TASK TO CARRY OUT ->
The word "BinaryPart": in how many lines of the records does it appear? Reply with the number alone.

------------------------------------------------------------------------

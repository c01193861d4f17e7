//! Part subject → Binary key

use chrono::{DateTime, Duration, Utc};
use regex::Regex;
use std::collections::BTreeMap;
use std::sync::LazyLock;

use super::rules::{RuleMatch, RuleSet};
use crate::db::PartRow;
use crate::types::{Binary, BinaryPart, CategoryId};

#[allow(clippy::expect_used)]
static BARE_PARTS: LazyLock<Regex> = LazyLock::new(|| {
    Regex::new(r"\b(\d{1,4})\s*/\s*(\d{1,4})\b").expect("bare parts pattern is valid")
});

/// Where a Part belongs
#[derive(Debug, Clone, PartialEq, Eq)]
pub struct BinaryKey {
    /// Resolved Binary name
    pub name: String,
    /// Request id capture
    pub req_id: Option<String>,
    /// Rule that produced the key
    pub rule_id: i64,
    /// The rule's category hint
    pub category_hint: Option<CategoryId>,
    /// This Part's number within the Binary
    pub part_number: u32,
    /// Declared number of parts (0 when the posting has no counter)
    pub total_parts: u32,
}

impl BinaryKey {
    /// A single-part Binary holding `part`
    pub fn into_binary(self, part: &PartRow) -> Binary {
        let posted = part.posted_at();
        let mut parts = BTreeMap::new();
        parts.insert(
            self.part_number,
            BinaryPart {
                subject: part.subject.clone(),
                total_segments: part.total_segments.max(0) as u32,
                posted,
                sources: [part.id].into_iter().collect(),
            },
        );
        Binary {
            name: self.name,
            group_name: part.group_name.clone(),
            poster: part.poster.clone(),
            posted,
            category_hint: self.category_hint,
            rule_id: Some(self.rule_id),
            req_id: self.req_id,
            total_parts: self.total_parts,
            parts,
        }
    }
}

/// Outcome of resolving one Part
#[derive(Debug, Clone, PartialEq, Eq)]
pub enum Resolution {
    /// The Part joins this Binary
    Resolved(BinaryKey),
    /// No rule matched, or the match yielded neither a name nor a request id
    Unmatched,
    /// No part counter yet and the Part is too young to assume a single part
    Deferred,
}

/// Normalize a `parts` capture into (current, total)
///
/// Accepts `03/15`, `3 of 15`, `03-15`, `03~15` and any of those wrapped in
/// brackets.
pub fn parse_parts(raw: &str) -> Option<(u32, u32)> {
    let normalized = raw
        .to_ascii_lowercase()
        .replace(" of ", "/")
        .replace(['-', '~'], "/");
    let normalized: String = normalized
        .chars()
        .filter(|c| !matches!(c, '[' | ']' | '(' | ')' | '{' | '}'))
        .collect();

    let mut pieces = normalized.split('/').map(str::trim).filter(|p| !p.is_empty());
    let current = pieces.next()?.parse().ok()?;
    let total = pieces.next()?.parse().ok()?;
    Some((current, total))
}

fn bare_parts(subject: &str) -> Option<(u32, u32)> {
    let captures = BARE_PARTS.captures(subject)?;
    Some((captures[1].parse().ok()?, captures[2].parse().ok()?))
}

/// Part number for a posting without a counter
///
/// Each such Part keeps its own slot, keyed by its store id, so files of an
/// uncounted multi-file posting are never folded into one another.
fn uncounted_part_number(part: &PartRow) -> u32 {
    u32::try_from(part.id).unwrap_or(u32::MAX)
}

/// Resolve a Part against the rule set
pub fn resolve(
    rules: &RuleSet,
    part: &PartRow,
    now: DateTime<Utc>,
    missing_parts_grace: Duration,
    retired: &mut Vec<i64>,
) -> Resolution {
    let Some(RuleMatch {
        rule_id,
        category_hint,
        name,
        req_id,
        parts,
    }) = rules.find(&part.subject, &part.group_name, retired)
    else {
        return Resolution::Unmatched;
    };

    let Some(name) = name.or_else(|| req_id.clone()) else {
        return Resolution::Unmatched;
    };

    let counter = parts
        .as_deref()
        .and_then(parse_parts)
        .or_else(|| bare_parts(&part.subject));

    let (part_number, total_parts) = match counter {
        Some(counter) => counter,
        None if now - part.posted_at() > missing_parts_grace => (uncounted_part_number(part), 0),
        None => return Resolution::Deferred,
    };

    Resolution::Resolved(BinaryKey {
        name,
        req_id,
        rule_id,
        category_hint,
        part_number,
        total_parts,
    })
}

// unwrap/expect are acceptable in tests for concise failure-on-error assertions
#[allow(clippy::unwrap_used, clippy::expect_used)]
#[cfg(test)]
mod tests {
    use super::*;
    use crate::assembler::rules::{Rule, Scope};
    use crate::assembler::DEFAULT_RULES;
    use crate::db::part_state;

    fn default_rules() -> RuleSet {
        RuleSet::new(
            DEFAULT_RULES
                .iter()
                .enumerate()
                .map(|(i, r)| Rule::new(i as i64 + 1, Scope::Any, r.pattern, r.ordinal, None))
                .collect(),
        )
    }

    fn part(subject: &str, age_hours: i64, now: DateTime<Utc>) -> PartRow {
        PartRow {
            id: 1,
            subject: subject.to_string(),
            group_name: "alt.binaries.teevee".to_string(),
            poster: "poster@example.com".to_string(),
            posted: (now - Duration::hours(age_hours)).timestamp(),
            total_segments: 10,
            binary_id: None,
            part_number: None,
            state: part_state::UNASSIGNED,
            updated_at: now.timestamp(),
        }
    }

    fn resolve_subject(subject: &str, age_hours: i64) -> Resolution {
        let now = Utc::now();
        let mut retired = Vec::new();
        resolve(
            &default_rules(),
            &part(subject, age_hours, now),
            now,
            Duration::hours(3),
            &mut retired,
        )
    }

    fn key(resolution: Resolution) -> BinaryKey {
        match resolution {
            Resolution::Resolved(key) => key,
            other => panic!("expected a key, got {other:?}"),
        }
    }

    #[test]
    fn parts_forms_normalize() {
        assert_eq!(parse_parts("03/15"), Some((3, 15)));
        assert_eq!(parse_parts("3 of 15"), Some((3, 15)));
        assert_eq!(parse_parts("3 OF 15"), Some((3, 15)));
        assert_eq!(parse_parts("[03-15]"), Some((3, 15)));
        assert_eq!(parse_parts("03~15"), Some((3, 15)));
        assert_eq!(parse_parts("(1/1)"), Some((1, 1)));
        assert_eq!(parse_parts("part"), None);
        assert_eq!(parse_parts("7"), None);
    }

    #[test]
    fn volumes_of_one_posting_share_a_name() {
        let names: Vec<String> = [
            r#"[01/05] - "Show.S01E01.720p.HDTV.x264-GRP.rar" yEnc"#,
            r#"[02/05] - "Show.S01E01.720p.HDTV.x264-GRP.r00" yEnc"#,
            r#"[03/05] - "Show.S01E01.720p.HDTV.x264-GRP.r01" yEnc"#,
            r#"[04/05] - "Show.S01E01.720p.HDTV.x264-GRP.par2" yEnc"#,
            r#"[05/05] - "Show.S01E01.720p.HDTV.x264-GRP.vol00+01.par2" yEnc"#,
        ]
        .iter()
        .map(|s| key(resolve_subject(s, 0)).name)
        .collect();

        assert!(names.iter().all(|n| n == "Show.S01E01.720p.HDTV.x264-GRP"), "{names:?}");
    }

    #[test]
    fn part_counter_comes_from_capture() {
        let k = key(resolve_subject(
            r#"Show.S01E01 [03/15] - "Show.S01E01.part03.rar" yEnc"#,
            0,
        ));
        assert_eq!((k.part_number, k.total_parts), (3, 15));
        assert_eq!(k.name, "Show.S01E01");
    }

    #[test]
    fn request_id_substitutes_for_missing_name() {
        let set = RuleSet::new(vec![Rule::new(
            1,
            Scope::Any,
            r"^\[(?P<reqid>\d+)\](?P<name>)\s*\[(?P<parts>\d+/\d+)\]",
            1,
            None,
        )]);
        let now = Utc::now();
        let mut retired = Vec::new();

        let k = key(resolve(
            &set,
            &part("[123456] [1/2] yEnc", 0, now),
            now,
            Duration::hours(3),
            &mut retired,
        ));

        assert_eq!(k.name, "123456");
        assert_eq!(k.req_id.as_deref(), Some("123456"));
    }

    #[test]
    fn reqid_postings_resolve_with_both_captures() {
        let k = key(resolve_subject(
            r#"[612345]-[FULL]-[#a.b.teevee@EFNet]-[ Show.S01E01.720p.HDTV.x264-GRP ]-[02/30] - "show.r00" yEnc"#,
            0,
        ));
        assert_eq!(k.name, "Show.S01E01.720p.HDTV.x264-GRP");
        assert_eq!(k.req_id.as_deref(), Some("612345"));
        assert_eq!((k.part_number, k.total_parts), (2, 30));
    }

    #[test]
    fn missing_counter_waits_then_becomes_single_part() {
        let subject = r#""Holiday.Video.2013.mkv" yEnc"#;

        assert_eq!(resolve_subject(subject, 1), Resolution::Deferred);

        let k = key(resolve_subject(subject, 4));
        assert_eq!((k.part_number, k.total_parts), (1, 0));
        assert_eq!(k.name, "Holiday.Video.2013.mkv");
    }

    #[test]
    fn uncounted_files_of_one_posting_keep_separate_slots() {
        let now = Utc::now();
        let mut retired = Vec::new();
        let mut rar = part(r#""Holiday.Video.2013.rar" yEnc"#, 4, now);
        rar.id = 7;
        let mut r00 = part(r#""Holiday.Video.2013.r00" yEnc"#, 4, now);
        r00.id = 8;

        let first = key(resolve(&default_rules(), &rar, now, Duration::hours(3), &mut retired));
        let second = key(resolve(&default_rules(), &r00, now, Duration::hours(3), &mut retired));

        assert_eq!(first.name, second.name);
        assert_ne!(first.part_number, second.part_number);
        assert_eq!((first.total_parts, second.total_parts), (0, 0));
    }

    #[test]
    fn unnamed_match_is_unmatched() {
        let set = RuleSet::new(vec![Rule::new(1, Scope::Any, r"^(?P<parts>\d+/\d+)", 1, None)]);
        let now = Utc::now();
        let mut retired = Vec::new();

        let resolution = resolve(&set, &part("1/2 thing", 0, now), now, Duration::hours(3), &mut retired);

        assert_eq!(resolution, Resolution::Unmatched);
    }
}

------------------------------------------------------------------------

RESPONSE ->
2